The output should be all lines of the entries below in which the word "getVM" occurs.

## Exercise inputs

□ □ □ □ □

//! An in-memory [`VmService`] for tests.
//!
//! Handlers are registered per method; every call is recorded so tests can
//! assert on what the bridge asked the VM to do. A method can be held behind
//! a [`Gate`] to script calls that are still in flight.

use std::collections::HashMap;
use std::sync::atomic::{AtomicBool, Ordering};
use std::sync::{Arc, Mutex};

use async_trait::async_trait;
use serde_json::Value;
use tokio::sync::Notify;

use crate::error::VmError;
use crate::service::VmService;

type Handler = Box<dyn Fn(&Value) -> Result<Value, VmError> + Send + Sync>;

/// Holds calls back until opened. Once open it stays open.
#[derive(Debug, Default)]
pub struct Gate {
    open: AtomicBool,
    notify: Notify,
}

impl Gate {
    pub fn open(&self) {
        self.open.store(true, Ordering::SeqCst);
        self.notify.notify_waiters();
    }

    async fn pass(&self) {
        loop {
            let notified = self.notify.notified();
            if self.open.load(Ordering::SeqCst) {
                return;
            }
            notified.await;
        }
    }
}

/// A scripted VM service.
#[derive(Default)]
pub struct MockVmService {
    handlers: Mutex<HashMap<String, Handler>>,
    gates: Mutex<HashMap<String, Arc<Gate>>>,
    calls: Mutex<Vec<(String, Value)>>,
    closed: AtomicBool,
}

impl MockVmService {
    pub fn new() -> Self {
        Self::default()
    }

    /// Answer `method` with `handler`, replacing any previous handler.
    pub fn on<F>(&self, method: &str, handler: F)
    where
        F: Fn(&Value) -> Result<Value, VmError> + Send + Sync + 'static,
    {
        self.handlers
            .lock()
            .unwrap_or_else(|e| e.into_inner())
            .insert(method.to_string(), Box::new(handler));
    }

    /// Answer `method` with a fixed value.
    pub fn respond(&self, method: &str, value: Value) {
        self.on(method, move |_| Ok(value.clone()));
    }

    /// Hold every call to `method` until the returned gate opens. Calls are
    /// recorded before they wait.
    pub fn hold(&self, method: &str) -> Arc<Gate> {
        let gate = Arc::new(Gate::default());
        self.gates
            .lock()
            .unwrap_or_else(|e| e.into_inner())
            .insert(method.to_string(), gate.clone());
        gate
    }

    /// Every call made so far, in order.
    pub fn calls(&self) -> Vec<(String, Value)> {
        self.calls.lock().unwrap_or_else(|e| e.into_inner()).clone()
    }

    /// Params of every call to `method`.
    pub fn calls_to(&self, method: &str) -> Vec<Value> {
        self.calls()
            .into_iter()
            .filter(|(m, _)| m == method)
            .map(|(_, p)| p)
            .collect()
    }

    pub fn is_closed(&self) -> bool {
        self.closed.load(Ordering::SeqCst)
    }
}

#[async_trait]
impl VmService for MockVmService {
    async fn call(&self, method: &str, params: Value) -> Result<Value, VmError> {
        self.calls
            .lock()
            .unwrap_or_else(|e| e.into_inner())
            .push((method.to_string(), params.clone()));
        let gate = self
            .gates
            .lock()
            .unwrap_or_else(|e| e.into_inner())
            .get(method)
            .cloned();
        if let Some(gate) = gate {
            gate.pass().await;
        }
        if self.is_closed() {
            return Err(VmError::ConnectionClosed);
        }
        let handlers = self.handlers.lock().unwrap_or_else(|e| e.into_inner());
        match handlers.get(method) {
            Some(handler) => handler(&params),
            None => Err(VmError::Rpc {
                code: -32601,
                message: format!("Method not found: {method}"),
            }),
        }
    }

    fn close(&self) {
        self.closed.store(true, Ordering::SeqCst);
    }
}

#[cfg(test)]
mod tests {
    use super::*;
    use crate::service::{StepOption, VmApi};
    use serde_json::json;

    #[tokio::test]
    async fn records_calls_and_answers() {
        let mock = Arc::new(MockVmService::new());
        mock.respond("resume", json!({"type": "Success"}));
        let api = VmApi::new(mock.clone());

        api.resume("isolates/1", Some(StepOption::Over)).await.unwrap();
        let calls = mock.calls_to("resume");
        assert_eq!(calls.len(), 1);
        assert_eq!(calls[0]["step"], "Over");
    }

    #[tokio::test]
    async fn held_calls_wait_for_the_gate() {
        let mock = Arc::new(MockVmService::new());
        mock.respond("getVM", json!({"type": "VM"}));
        let gate = mock.hold("getVM");

        let pending = tokio::spawn({
            let mock = mock.clone();
            async move { mock.call("getVM", json!({})).await }
        });
        while mock.calls_to("getVM").is_empty() {
            tokio::task::yield_now().await;
        }
        assert!(!pending.is_finished());

        gate.open();
        assert_eq!(pending.await.unwrap().unwrap()["type"], "VM");
        // An open gate lets later calls straight through.
        mock.call("getVM", json!({})).await.unwrap();
    }

    #[tokio::test]
    async fn unknown_method_is_an_rpc_error() {
        let mock = MockVmService::new();
        let err = mock.call("getVM", json!({})).await.unwrap_err();
        assert!(matches!(err, VmError::Rpc { code: -32601, .. }));
    }

    #[tokio::test]
    async fn stream_listen_tolerates_already_subscribed() {
        let mock = Arc::new(MockVmService::new());
        mock.on("streamListen", |_| {
            Err(VmError::Rpc {
                code: 103,
                message: "Stream already subscribed".into(),
            })
        });
        let api = VmApi::new(mock);
        api.stream_listen("Debug").await.unwrap();
    }

    #[tokio::test]
    async fn unresolved_package_uris_come_back_as_none() {
        let mock = Arc::new(MockVmService::new());
        mock.respond(
            "lookupResolvedPackageUris",
            json!({"type": "UriList", "uris": ["file:///p/lib/a.dart", null]}),
        );
        let api = VmApi::new(mock);
        let uris = api
            .lookup_resolved_package_uris(
                "isolates/1",
                &["package:p/a.dart".to_string(), "package:gone/b.dart".to_string()],
            )
            .await
            .unwrap();
        assert_eq!(uris, vec![Some("file:///p/lib/a.dart".to_string()), None]);
    }

    #[tokio::test]
    async fn typed_stack_decodes() {
        let mock = Arc::new(MockVmService::new());
        mock.respond(
            "getStack",
            json!({"type": "Stack", "frames": [
                {"index": 0, "kind": "Regular", "function": {"id": "f", "name": "main"}}
            ], "truncated": true}),
        );
        let api = VmApi::new(mock.clone());
        let stack = api.get_stack("isolates/1", Some(5)).await.unwrap();
        assert_eq!(stack.frames.len(), 1);
        assert!(stack.truncated);
        assert_eq!(mock.calls_to("getStack")[0]["limit"], 5);
    }
}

□ □ □ □ □

## Result for this task
        mock.respond("getVM", json!({"type": "VM"}));
        let gate = mock.hold("getVM");
            async move { mock.call("getVM", json!({})).await }
        while mock.calls_to("getVM").is_empty() {
        mock.call("getVM", json!({})).await.unwrap();
        let err = mock.call("getVM", json!({})).await.unwrap_err();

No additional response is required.